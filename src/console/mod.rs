//! Console platform adapter
//!
//! Reads one JSON event per stdin line and feeds it into the call core. The
//! collaborator ports are implemented by printing what a native platform
//! would do (show the call UI, route audio, ...).

use std::sync::Arc;

use anyhow::{Context, Result};
use serde::Deserialize;
use tokio::io::{AsyncBufReadExt, BufReader};

use crate::calling::lifecycle::{ArrivalOutcome, CallController, EventOutcome};
use crate::calling::ports::{AudioSession, CallHandle, CallPresenter};
use crate::calling::{CallId, CallRecord, UserAction};
use crate::config::Config;
use crate::push::resume::ResumeActivity;
use crate::push::{Payload, PushType};
use crate::registrar::{HttpRegistrar, RegistrarSink, TokenForwarder};

fn default_push_type() -> String {
    "voip".to_string()
}

/// One line of console input.
#[derive(Debug, Deserialize)]
#[serde(tag = "event", rename_all = "snake_case")]
enum ConsoleEvent {
    Push {
        #[serde(default = "default_push_type")]
        push_type: String,
        payload: Payload,
    },
    Resume {
        handle: Option<Payload>,
        is_video: Option<bool>,
    },
    Accept {
        call_id: String,
    },
    Decline {
        call_id: String,
    },
    End {
        call_id: String,
    },
    Timeout {
        call_id: String,
    },
    Hangup,
    Token {
        hex: String,
    },
    Invalidate,
    AudioActivated,
    AudioDeactivated,
    Status,
}

/// Prints call UI requests instead of drawing them.
struct ConsolePresenter;

impl CallPresenter for ConsolePresenter {
    fn present_incoming_call(&self, record: &CallRecord) {
        println!(
            "[CALL] Incoming {} call from {} ({}) id={} source={:?}",
            if record.is_video { "video" } else { "audio" },
            record.caller_name,
            if record.caller_number.is_empty() { "?" } else { &record.caller_number },
            record.id,
            record.source,
        );
    }

    fn acknowledge(&self, id: &CallId, action: UserAction) {
        println!("[CALL] {} acknowledged for {}", action, id);
    }

    fn dismiss(&self, id: &CallId) {
        println!("[CALL] Dismissed {}", id);
    }
}

/// Prints audio session changes.
struct ConsoleAudio;

impl AudioSession for ConsoleAudio {
    fn set_manual_audio_mode(&self, manual: bool) {
        println!("[AUDIO] manual mode = {}", manual);
    }

    fn activate(&self) {
        println!("[AUDIO] activated");
    }

    fn deactivate(&self) {
        println!("[AUDIO] deactivated");
    }
}

/// Handle whose fields arrive already decoded on the console.
struct PlainHandle(Payload);

impl CallHandle for PlainHandle {
    fn decrypt(&self) -> Result<Payload> {
        Ok(self.0.clone())
    }
}

struct Console {
    controller: CallController,
    tokens: TokenForwarder<RegistrarSink>,
}

impl Console {
    fn new(config: &Config) -> Result<Self> {
        let sink = match config.registrar_url()? {
            Some(url) => RegistrarSink::Http(HttpRegistrar::new(url, config.registrar_auth.clone())),
            None => {
                tracing::info!("No registrar_url configured, push tokens will only be printed");
                RegistrarSink::LogOnly
            }
        };
        let controller = CallController::new(
            Arc::new(ConsolePresenter),
            Arc::new(ConsoleAudio),
            config.controller_settings(),
        )?;
        Ok(Self {
            controller,
            tokens: TokenForwarder::new(sink),
        })
    }

    async fn handle_line(&self, line: &str) {
        let line = line.trim();
        if line.is_empty() {
            return;
        }
        match serde_json::from_str::<ConsoleEvent>(line) {
            Ok(event) => self.handle_event(event).await,
            Err(e) => tracing::warn!("Skipping unparseable event: {} ({})", line, e),
        }
    }

    async fn handle_event(&self, event: ConsoleEvent) {
        match event {
            ConsoleEvent::Push { push_type, payload } => {
                let outcome = self.controller.on_incoming_push(
                    &PushType::parse(&push_type),
                    &payload,
                    Box::new(|| println!("[PUSH] delivery completed")),
                );
                report_arrival(&outcome);
            }
            ConsoleEvent::Resume { handle, is_video } => {
                let activity = ResumeActivity {
                    handle: handle.map(|h| Box::new(PlainHandle(h)) as Box<dyn CallHandle>),
                    is_video,
                };
                report_arrival(&self.controller.on_resume_activity(&activity));
            }
            ConsoleEvent::Accept { call_id } => self.action(UserAction::Accept, &call_id),
            ConsoleEvent::Decline { call_id } => self.action(UserAction::Decline, &call_id),
            ConsoleEvent::End { call_id } => self.action(UserAction::End, &call_id),
            ConsoleEvent::Timeout { call_id } => self.action(UserAction::Timeout, &call_id),
            ConsoleEvent::Hangup => report_event(self.controller.end_active_call()),
            ConsoleEvent::Token { hex } => match hex::decode(hex.trim()) {
                Ok(raw) => {
                    if let Err(e) = self.tokens.on_token_updated(&raw).await {
                        tracing::warn!("{:#}", e);
                    }
                }
                Err(e) => tracing::warn!("Token is not valid hex: {}", e),
            },
            ConsoleEvent::Invalidate => {
                if let Err(e) = self.tokens.on_token_invalidated().await {
                    tracing::warn!("{:#}", e);
                }
            }
            ConsoleEvent::AudioActivated => self.controller.on_system_audio_activated(),
            ConsoleEvent::AudioDeactivated => self.controller.on_system_audio_deactivated(),
            ConsoleEvent::Status => self.print_status(),
        }
    }

    fn action(&self, action: UserAction, call_id: &str) {
        report_event(self.controller.on_user_action(action, call_id));
    }

    fn print_status(&self) {
        match self.controller.snapshot() {
            Some(s) => println!("[STATUS] call {} {:?} ({:?})", s.id, s.state, s.source),
            None => println!("[STATUS] no call"),
        }
        if let Some(record) = self.controller.live_record() {
            println!(
                "[STATUS] payload: {}",
                serde_json::to_string(&record.raw_payload).unwrap_or_default()
            );
        }
        println!(
            "[STATUS] audio {}, token {:?}",
            if self.controller.audio_active() { "active" } else { "inactive" },
            self.tokens.current_token()
        );
    }
}

fn report_arrival(outcome: &ArrivalOutcome) {
    match outcome {
        ArrivalOutcome::Presented(_) => {}
        ArrivalOutcome::Ignored => println!("[PUSH] ignored"),
        ArrivalOutcome::Duplicate(id) => println!("[PUSH] duplicate of {}", id),
        ArrivalOutcome::Busy { live, rejected } => {
            println!("[PUSH] rejected {}: busy with {}", rejected, live)
        }
        ArrivalOutcome::Dropped(e) => println!("[PUSH] dropped: {}", e),
    }
}

fn report_event(outcome: EventOutcome) {
    if outcome == EventOutcome::Ignored {
        println!("[CALL] event ignored");
    }
}

/// Run the console loop until EOF or Ctrl-C.
pub async fn run(config: Config) -> Result<()> {
    let console = Console::new(&config)?;
    let mut lines = BufReader::new(tokio::io::stdin()).lines();

    println!("Listening for events on stdin... (Ctrl-C to stop)");

    loop {
        tokio::select! {
            line = lines.next_line() => {
                match line.context("Failed to read stdin")? {
                    Some(line) => console.handle_line(&line).await,
                    None => break,
                }
            }
            _ = tokio::signal::ctrl_c() => {
                println!("Shutting down...");
                break;
            }
        }
    }

    // Leave nothing routed behind us.
    if console.controller.end_active_call() == EventOutcome::Applied(crate::calling::CallState::Ended) {
        tracing::info!("Ended live call on shutdown");
    }
    Ok(())
}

+ + + + + + +

→ **About this exercise**
Every line that contains the string "TokenForwarder" should be copied from the records.

→ **The answer**
use crate::registrar::{HttpRegistrar, RegistrarSink, TokenForwarder};
    tokens: TokenForwarder<RegistrarSink>,
            tokens: TokenForwarder::new(sink),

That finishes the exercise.